Re: A Big Proposal: A way to control quality/resolution/framreate/simulcast/layering with RtpSender

On 19 February 2014 13:33, Peter Thatcher <pthatcher@google.com> wrote:
> So, if I may start a TODO list here, I would include:
> 1.  Debate "framerate: 30" vs "bias: framerate"
> 2.  Figure out what "quality" means numerically.

Sounds like a good place to start.

I really only threw the example down as a way to highlight something
closer to what Chris suggested, which I think was closer to what I
think is reasonable.  I intentionally stole as much as possible from
your stuff, because I think that it's on the right track.

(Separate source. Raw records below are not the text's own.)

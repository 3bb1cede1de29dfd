//! LoRA adapter merging for lorafuse.
//!
//! This crate folds a PEFT LoRA adapter into its base model and writes a
//! standalone checkpoint:
//!
//! - **Loading**: lazy, memory-mapped safetensors indexing of the base model,
//!   local or from the HuggingFace Hub
//! - **Adapters**: `lora_A`/`lora_B` pairs, embedding LoRA, DoRA magnitudes,
//!   LoRA bias and `modules_to_save` tensors
//! - **Folding**: `W + scale * B @ A` in `f32`, stored as float16
//! - **Output**: safetensors shards of at most 2 GB with an index, the
//!   tokenizer, `config.json` and `merge_info.json`
//!
//! # Memory Efficiency
//!
//! Tensors are decoded and folded one at a time while the current shard is
//! being filled. Each is narrowed to its output bytes on arrival, so peak
//! memory is about one encoded shard plus one `f32` tensor.
//!
//! # Example
//!
//! ```ignore
//! use lorafuse_merge::{MergeOptions, ModelMerger};
//!
//! let merger = ModelMerger::new(MergeOptions::default());
//! let summary = merger.merge_adapter(
//!     "TinyLlama/TinyLlama-1.1B-Chat-v1.0",
//!     "./adapters/chat",
//!     "./merged",
//! )?;
//! println!("wrote {} shards", summary.shards.len());
//! ```

#![warn(missing_docs)]

pub mod adapter;
mod error;
mod loader;
pub mod lora;
mod merger;
mod model;
mod provenance;
mod tensor;
mod tokenizer;
pub mod writer;

pub use adapter::{missing_adapter_files, LoraAdapter, LoraKind, LoraModule};
pub use error::*;
pub use loader::*;
pub use merger::*;
pub use model::*;
pub use provenance::*;
pub use tensor::*;
pub use tokenizer::*;
pub use writer::{ShardIndex, DEFAULT_MAX_SHARD_SIZE};
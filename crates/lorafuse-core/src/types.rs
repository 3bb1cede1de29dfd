//! Common type definitions.

use serde::{Deserialize, Serialize};
use std::fmt;
use std::str::FromStr;

use crate::LoraFuseError;

/// Floating point storage type for merged weights.
#[derive(Debug, Clone, Copy, PartialEq, Eq, Hash, Serialize, Deserialize, Default)]
#[serde(rename_all = "lowercase")]
pub enum Dtype {
    /// 32-bit floating point.
    Float32,
    /// 16-bit floating point.
    #[default]
    Float16,
    /// Brain floating point (16-bit).
    BFloat16,
}

impl Dtype {
    /// Size of the dtype in bytes.
    #[must_use]
    pub const fn size_bytes(&self) -> usize {
        match self {
            Self::Float32 => 4,
            Self::Float16 | Self::BFloat16 => 2,
        }
    }

    /// Name used in `config.json` (`torch_dtype`) and provenance records.
    #[must_use]
    pub const fn as_str(&self) -> &'static str {
        match self {
            Self::Float32 => "float32",
            Self::Float16 => "float16",
            Self::BFloat16 => "bfloat16",
        }
    }

    /// The matching safetensors dtype.
    #[must_use]
    pub const fn to_safetensors(&self) -> safetensors::Dtype {
        match self {
            Self::Float32 => safetensors::Dtype::F32,
            Self::Float16 => safetensors::Dtype::F16,
            Self::BFloat16 => safetensors::Dtype::BF16,
        }
    }

    /// Map a safetensors dtype back, if it is one of the floating types we handle.
    #[must_use]
    pub fn from_safetensors(dtype: safetensors::Dtype) -> Option<Self> {
        match dtype {
            safetensors::Dtype::F32 => Some(Self::Float32),
            safetensors::Dtype::F16 => Some(Self::Float16),
            safetensors::Dtype::BF16 => Some(Self::BFloat16),
            _ => None,
        }
    }
}

impl fmt::Display for Dtype {
    fn fmt(&self, f: &mut fmt::Formatter<'_>) -> fmt::Result {
        f.write_str(self.as_str())
    }
}

impl FromStr for Dtype {
    type Err = LoraFuseError;

    fn from_str(s: &str) -> Result<Self, Self::Err> {
        match s.to_ascii_lowercase().as_str() {
            "float32" | "fp32" | "f32" => Ok(Self::Float32),
            "float16" | "fp16" | "f16" | "half" => Ok(Self::Float16),
            "bfloat16" | "bf16" => Ok(Self::BFloat16),
            other => Err(LoraFuseError::Config(format!("unknown dtype '{other}'"))),
        }
    }
}

/// Byte size in the decimal convention used by `max_shard_size` ("2GB" = 2 * 10^9).
///
/// Binary suffixes (`KiB`, `MiB`, `GiB`) are also accepted.
pub fn parse_byte_size(s: &str) -> crate::Result<u64> {
    let trimmed = s.trim();
    let split = trimmed
        .find(|c: char| !(c.is_ascii_digit() || c == '.'))
        .unwrap_or(trimmed.len());
    let (number, unit) = trimmed.split_at(split);

    let value: f64 = number
        .parse()
        .map_err(|_| LoraFuseError::Config(format!("invalid size '{s}'")))?;

    let multiplier: u64 = match unit.trim().to_ascii_uppercase().as_str() {
        "" | "B" => 1,
        "KB" => 1_000,
        "MB" => 1_000_000,
        "GB" => 1_000_000_000,
        "KIB" => 1 << 10,
        "MIB" => 1 << 20,
        "GIB" => 1 << 30,
        other => {
            return Err(LoraFuseError::Config(format!(
                "unknown size unit '{other}' in '{s}'"
            )))
        }
    };

    let bytes = (value * multiplier as f64).round();
    if bytes < 1.0 {
        return Err(LoraFuseError::Config(format!("size '{s}' must be positive")));
    }
    Ok(bytes as u64)
}
//! `merge_info.json`: how a merged model was produced.

use std::path::Path;

use lorafuse_core::files::MERGE_INFO_FILE;
use lorafuse_core::{Dtype, LoraFuseError, Result};
use serde::{Deserialize, Serialize};

/// Value of `merged_by` in every record this tool writes.
pub const MERGED_BY: &str = "lorafuse";

/// Provenance record written next to the merged weights.
#[derive(Debug, Clone, PartialEq, Eq, Serialize, Deserialize)]
pub struct MergeInfo {
    /// Base model reference exactly as given.
    pub base_model: String,
    /// Adapter directory exactly as given.
    pub adapter_path: String,
    /// Producing tool.
    pub merged_by: String,
    /// Storage dtype of the merged weights.
    pub dtype: String,
}

impl MergeInfo {
    /// Record for a merge of `adapter_path` into `base_model`.
    pub fn new(base_model: &str, adapter_path: &Path, dtype: Dtype) -> Self {
        Self {
            base_model: base_model.to_string(),
            adapter_path: adapter_path.to_string_lossy().into_owned(),
            merged_by: MERGED_BY.to_string(),
            dtype: dtype.as_str().to_string(),
        }
    }

    /// Write `merge_info.json` into `dir` as 2-space indented JSON.
    pub fn write(&self, dir: impl AsRef<Path>) -> Result<()> {
        let path = dir.as_ref().join(MERGE_INFO_FILE);
        let json = serde_json::to_string_pretty(self)?;
        std::fs::write(&path, json).map_err(|e| LoraFuseError::io_at(&path, e))
    }

    /// Read `merge_info.json` from `dir`.
    pub fn read(dir: impl AsRef<Path>) -> Result<Self> {
        let path = dir.as_ref().join(MERGE_INFO_FILE);
        let content = std::fs::read_to_string(&path).map_err(|e| LoraFuseError::io_at(&path, e))?;
        Ok(serde_json::from_str(&content)?)
    }
}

Maybe there's a simple way to deal with this:
1. Priority determines bandwidth allocation (and might have secondary
effects on things like DSCP, but let's pretend that's not going to
happen; I'm not going to have to try very hard on that count).
2. Everything else is input to the browser in making the
spatial/temporal/quality tradeoff.

On the latter, here's a strawman:

All "preference" values are between 0 and 1.  0 = don't give me media,
1 = please try to retain what the MediaStreamTrack is providing you
exactly, and anything in between is degrees of the same.  Unless we
are doing raw video, we will never make it to 1 on the quality axis,
but we might make it on the other axes, but otherwise these can be
treated fairly similarly at the abstract level.

That forms a three dimensional space.  For any given bandwidth, there
is a surface in that three-dimensional space with [0, 0, 0] on the
opposite side to [1,1,1].  If the surface passes through [1,1,1], or
passes the other side of it from the origin, that means it is possible
to losslessly transmit the video (and we are probably searching for
work).

Otherwise, there are three modes based on what is provided by the
application:  If an application provides three values, the browser's
challenge is to find point on that space that minimizes the distance
to the application-provided point.  If the application provides two
values, the browser either finds the point of minimum distance to the
implied line, or the point of intersection between the surface and the
line.  If there is only a single value provided, then it is the point
on the intersection between the surface and the implied plane that is
closest to [1,1,1].

Given a definition of each of these axes, I would expect that browsers
would be able to implement something that approximates consistent,
subject of course to variations in bandwidth availability testing and
other constraints.

This also generalizes to more dimensions, but I'd caution against that.